Exercise description
Lines below that include "Result" are the answer; copy each one.

(Saved data entries)
┌────────
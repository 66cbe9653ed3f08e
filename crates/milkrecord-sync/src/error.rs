//! # Sync Error Types
//!
//! Error types for sync operations.
//!
//! ## Error Hierarchy
//! ```text
//! ┌─────────────────────────────────────────────────────────────────────────┐
//! │                       Sync Error Categories                             │
//! │                                                                         │
//! │  ┌─────────────────┐  ┌─────────────────┐  ┌─────────────────────────┐ │
//! │  │  Configuration  │  │   Remote        │  │     Local               │ │
//! │  │                 │  │                 │  │                         │ │
//! │  │  InvalidConfig  │  │  Connection     │  │  DatabaseError          │ │
//! │  │  InvalidUrl     │  │  Timeout        │  │  InvalidPayload         │ │
//! │  │  ConfigLoad/Save│  │  RemoteRejected │  │                         │ │
//! │  └─────────────────┘  └─────────────────┘  └─────────────────────────┘ │
//! │                                                                         │
//! │  Taxonomy at the edges:                                                │
//! │  • Local storage failure  → surfaced by save()                         │
//! │  • Connectivity failure   → routine, never surfaced by save()          │
//! │  • Remote rejection       → record marked failed, retried every pass   │
//! │  • Version conflict       → not an error: a PushOutcome                │
//! └─────────────────────────────────────────────────────────────────────────┘
//! ```

use std::time::Duration;
use thiserror::Error;

/// Result type alias for sync operations.
pub type SyncResult<T> = Result<T, SyncError>;

/// Sync error type covering all possible sync failures.
#[derive(Debug, Error)]
pub enum SyncError {
    // =========================================================================
    // Configuration Errors
    // =========================================================================
    /// Invalid sync configuration.
    #[error("Invalid sync configuration: {0}")]
    InvalidConfig(String),

    /// Invalid remote or probe URL.
    #[error("Invalid URL: {0}")]
    InvalidUrl(String),

    /// Remote store URL / key not configured.
    #[error("Remote store not configured. Set SUPABASE_URL and SUPABASE_KEY.")]
    RemoteNotConfigured,

    /// Failed to load config file.
    #[error("Failed to load config: {0}")]
    ConfigLoadFailed(String),

    /// Failed to save config file.
    #[error("Failed to save config: {0}")]
    ConfigSaveFailed(String),

    // =========================================================================
    // Remote Errors
    // =========================================================================
    /// Could not reach the remote store.
    #[error("Connection failed: {0}")]
    ConnectionFailed(String),

    /// Remote call exceeded its deadline.
    #[error("Remote call timed out after {0:?}")]
    Timeout(Duration),

    /// Remote store answered with an error status.
    #[error("Remote store rejected request (HTTP {status}): {message}")]
    RemoteRejected { status: u16, message: String },

    /// Remote row could not be read back as a record.
    #[error("Invalid remote row: {0}")]
    InvalidRemoteRow(String),

    // =========================================================================
    // Local Errors
    // =========================================================================
    /// Local store operation failed.
    #[error("Database error: {0}")]
    DatabaseError(String),

    /// Payload failed validation or does not match its kind.
    #[error("{0}")]
    InvalidPayload(String),

    // =========================================================================
    // Serialization Errors
    // =========================================================================
    #[error("Serialization failed: {0}")]
    SerializationFailed(String),

    #[error("Deserialization failed: {0}")]
    DeserializationFailed(String),

    // =========================================================================
    // Internal Errors
    // =========================================================================
    /// Internal sync agent error.
    #[error("Internal error: {0}")]
    Internal(String),

    /// Agent is shutting down.
    #[error("Sync agent is shutting down")]
    ShuttingDown,

    /// Channel send/receive failed.
    #[error("Channel error: {0}")]
    ChannelError(String),
}

// =============================================================================
// Error Conversions
// =============================================================================

impl From<milkrecord_db::DbError> for SyncError {
    fn from(err: milkrecord_db::DbError) -> Self {
        SyncError::DatabaseError(err.to_string())
    }
}

impl From<milkrecord_core::CoreError> for SyncError {
    fn from(err: milkrecord_core::CoreError) -> Self {
        SyncError::InvalidPayload(err.to_string())
    }
}

impl From<milkrecord_core::ValidationError> for SyncError {
    fn from(err: milkrecord_core::ValidationError) -> Self {
        SyncError::InvalidPayload(err.to_string())
    }
}

impl From<serde_json::Error> for SyncError {
    fn from(err: serde_json::Error) -> Self {
        SyncError::SerializationFailed(err.to_string())
    }
}

impl From<url::ParseError> for SyncError {
    fn from(err: url::ParseError) -> Self {
        SyncError::InvalidUrl(err.to_string())
    }
}

impl From<reqwest::Error> for SyncError {
    fn from(err: reqwest::Error) -> Self {
        if let Some(status) = err.status() {
            SyncError::RemoteRejected {
                status: status.as_u16(),
                message: err.to_string(),
            }
        } else if err.is_decode() {
            SyncError::DeserializationFailed(err.to_string())
        } else {
            SyncError::ConnectionFailed(err.to_string())
        }
    }
}

impl From<std::io::Error> for SyncError {
    fn from(err: std::io::Error) -> Self {
        SyncError::ConfigLoadFailed(err.to_string())
    }
}

impl From<toml::de::Error> for SyncError {
    fn from(err: toml::de::Error) -> Self {
        SyncError::ConfigLoadFailed(err.to_string())
    }
}

impl From<toml::ser::Error> for SyncError {
    fn from(err: toml::ser::Error) -> Self {
        SyncError::ConfigSaveFailed(err.to_string())
    }
}

// =============================================================================
// Error Categorization
// =============================================================================

impl SyncError {
    /// Returns true if the next pass has a reasonable chance of succeeding.
    ///
    /// ## Retryable Errors
    /// - Connection failures and timeouts
    /// - HTTP 408, 429 and 5xx from the remote store
    ///
    /// ## Non-Retryable Errors
    /// - Configuration errors
    /// - Remote 4xx (bad row shape, permission denied)
    /// - Invalid payloads
    ///
    /// Every `failed` record is retried each pass regardless; this only
    /// decides how loudly the failure is reported.
    pub fn is_retryable(&self) -> bool {
        match self {
            SyncError::ConnectionFailed(_) | SyncError::Timeout(_) => true,
            SyncError::RemoteRejected { status, .. } => {
                *status == 408 || *status == 429 || *status >= 500
            }
            _ => false,
        }
    }

    /// Returns true if this error indicates a configuration problem.
    pub fn is_config_error(&self) -> bool {
        matches!(
            self,
            SyncError::InvalidConfig(_)
                | SyncError::InvalidUrl(_)
                | SyncError::RemoteNotConfigured
                | SyncError::ConfigLoadFailed(_)
                | SyncError::ConfigSaveFailed(_)
        )
    }
}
└────────
Solution to the exercise
/// Result type alias for sync operations.
pub type SyncResult<T> = Result<T, SyncError>;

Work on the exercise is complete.